▸ **Exercise details**
Your answer should consist of the lines in the following data that contain "semantic".

▸ **Stored data**

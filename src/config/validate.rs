// src/config/validate.rs

use anyhow::{anyhow, Result};
use petgraph::algo::toposort;
use petgraph::graphmap::DiGraphMap;

use crate::config::model::Config;
use crate::runtime::VersionSpec;

/// Run semantic validation against a normalized configuration.
///
/// This checks:
/// - every name in `default` refers to a defined job
/// - every `requires` entry refers to a defined job
/// - the requires graph has no cycles
/// - every job has at least one command
/// - every `python_versions` entry parses as a version specifier
///
/// It does **not** render command templates; missing values surface when a
/// run actually uses them.
pub fn validate_config(cfg: &Config) -> Result<()> {
    validate_defaults(cfg)?;
    validate_job_requires(cfg)?;
    validate_dag(cfg)?;
    validate_versions(cfg)?;
    Ok(())
}

fn validate_defaults(cfg: &Config) -> Result<()> {
    for name in &cfg.default {
        if !cfg.jobs.contains_key(name) {
            return Err(anyhow!("option 'default': undefined job '{}'", name));
        }
    }
    Ok(())
}

fn validate_job_requires(cfg: &Config) -> Result<()> {
    for (name, job) in cfg.jobs.iter() {
        if job.run.is_empty() {
            return Err(anyhow!("job '{}' has no commands to run", name));
        }
        for dep in job.requires.iter() {
            if !cfg.jobs.contains_key(dep) {
                return Err(anyhow!(
                    "job '{}' requires undefined job '{}'",
                    name,
                    dep
                ));
            }
        }
    }
    Ok(())
}

fn validate_dag(cfg: &Config) -> Result<()> {
    // Edge direction: dep -> job. For
    //   [jobs]
    //   test = { requires = ["lint"] }
    // we add edge lint -> test.
    let mut graph: DiGraphMap<&str, ()> = DiGraphMap::new();

    for name in cfg.jobs.keys() {
        graph.add_node(name.as_str());
    }

    for (name, job) in cfg.jobs.iter() {
        for dep in job.requires.iter() {
            graph.add_edge(dep.as_str(), name.as_str(), ());
        }
    }

    // A topological sort fails iff there is a cycle.
    match toposort(&graph, None) {
        Ok(_order) => Ok(()),
        Err(cycle) => Err(anyhow!(
            "cycle detected in job requires involving '{}'",
            cycle.node_id()
        )),
    }
}

fn validate_versions(cfg: &Config) -> Result<()> {
    for raw in &cfg.versions {
        raw.parse::<VersionSpec>()
            .map_err(|e| anyhow!("invalid python_versions entry '{}': {}", raw, e))?;
    }
    Ok(())
}
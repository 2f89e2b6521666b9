// src/watch/watcher.rs

use std::path::{Path, PathBuf};

use anyhow::Result;
use notify::{Config, Event, RecommendedWatcher, RecursiveMode, Watcher};
use tokio::sync::mpsc;
use tracing::{debug, info, warn};

use crate::watch::patterns::IgnoreProfile;

/// Handle for the filesystem watcher.
///
/// This exists mainly so the underlying `RecommendedWatcher` is kept alive
/// for as long as needed. Dropping this handle stops file watching.
pub struct WatcherHandle {
    _inner: RecommendedWatcher,
}

impl std::fmt::Debug for WatcherHandle {
    fn fmt(&self, f: &mut std::fmt::Formatter<'_>) -> std::fmt::Result {
        f.debug_struct("WatcherHandle").finish()
    }
}

/// Start watching `paths` (relative to `root`; empty means the root itself)
/// and return the handle plus a channel of changed paths.
///
/// Changed paths are relativized against the root and filtered through the
/// ignore profile before they reach the channel; the receiver only ever
/// sees changes a run should react to. Coalescing bursts into triggers is
/// the caller's job via [`super::debounce::next_trigger`].
pub fn spawn_watcher(
    root: impl Into<PathBuf>,
    paths: &[PathBuf],
    profile: IgnoreProfile,
) -> Result<(WatcherHandle, mpsc::UnboundedReceiver<PathBuf>)> {
    let root = root.into();
    let root = root.canonicalize().unwrap_or_else(|_| root.clone());

    // Channel from the blocking notify callback into the async world.
    let (event_tx, mut event_rx) = mpsc::unbounded_channel::<Event>();

    // Closure called synchronously by notify whenever an event arrives.
    let mut watcher = RecommendedWatcher::new(
        move |res: notify::Result<Event>| match res {
            Ok(event) => {
                if let Err(err) = event_tx.send(event) {
                    // We can't log via tracing here easily, so fall back to stderr.
                    eprintln!("jobx: failed to forward notify event: {err}");
                }
            }
            Err(err) => {
                eprintln!("jobx: file watch error: {err}");
            }
        },
        Config::default(),
    )?;

    if paths.is_empty() {
        watcher.watch(&root, RecursiveMode::Recursive)?;
    } else {
        for path in paths {
            let target = root.join(path);
            watcher.watch(&target, RecursiveMode::Recursive)?;
        }
    }

    info!(root = %root.display(), "file watcher started");

    // Async task that relativizes, filters, and forwards changed paths.
    let (change_tx, change_rx) = mpsc::unbounded_channel::<PathBuf>();
    tokio::spawn(async move {
        while let Some(event) = event_rx.recv().await {
            debug!(?event, "received notify event");

            for path in &event.paths {
                let Some(rel) = relative_str(&root, path) else {
                    warn!(path = %path.display(), root = %root.display(), "could not relativize changed path");
                    continue;
                };
                if profile.is_ignored(&rel) {
                    debug!(path = %rel, "ignored changed path");
                    continue;
                }
                if change_tx.send(PathBuf::from(rel)).is_err() {
                    // Receiver dropped; no point keeping this loop alive.
                    return;
                }
            }
        }

        debug!("file watcher loop ended");
    });

    Ok((WatcherHandle { _inner: watcher }, change_rx))
}

/// Convert a path into a string relative to `root`, with forward slashes.
///
/// Returns `None` if the path is not under `root` and cannot be relativized.
fn relative_str(root: &Path, path: &Path) -> Option<String> {
    let rel = path.strip_prefix(root).ok()?;
    let s = rel.to_string_lossy().replace('\\', "/");
    Some(s)
}
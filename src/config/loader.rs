// src/config/loader.rs

use std::fs;
use std::path::{Path, PathBuf};

use anyhow::{Context, Result};

use crate::config::model::{Config, ConfigFile};
use crate::config::validate::validate_config;

/// Load a configuration file from a given path and return the raw
/// `ConfigFile`.
///
/// This only performs TOML deserialization; it does **not** normalize the
/// polymorphic job shapes or run semantic validation. Use
/// [`load_and_validate`] for that.
pub fn load_from_path(path: impl AsRef<Path>) -> Result<ConfigFile> {
    let path = path.as_ref();
    let contents = fs::read_to_string(path)
        .with_context(|| format!("reading config file at {:?}", path))?;

    let config: ConfigFile = toml::from_str(&contents)
        .with_context(|| format!("parsing TOML config from {:?}", path))?;

    Ok(config)
}

/// Load a configuration file, normalize it, and run validation.
///
/// This is the entry point for the rest of the application:
///
/// - Reads TOML.
/// - Normalizes polymorphic job declarations into canonical [`Config`]
///   (casefolded names, flat string lists).
/// - Checks undefined `default`/`requires` references, requires cycles,
///   empty jobs, and unparseable version strings.
///
/// The project root is the directory containing the config file; relative
/// watch paths and requirement files resolve against it.
pub fn load_and_validate(path: impl AsRef<Path>) -> Result<Config> {
    let path = path.as_ref();
    let raw = load_from_path(path)?;

    let root = match path.parent() {
        Some(parent) if !parent.as_os_str().is_empty() => parent.to_path_buf(),
        _ => PathBuf::from("."),
    };

    let config = raw.normalize(root);
    validate_config(&config)?;
    Ok(config)
}

/// Default config path: `Jobx.toml` in the current working directory.
pub fn default_config_path() -> PathBuf {
    PathBuf::from("Jobx.toml")
}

▸ **Answer to this exercise**
/// Run semantic validation against a normalized configuration.
/// polymorphic job shapes or run semantic validation. Use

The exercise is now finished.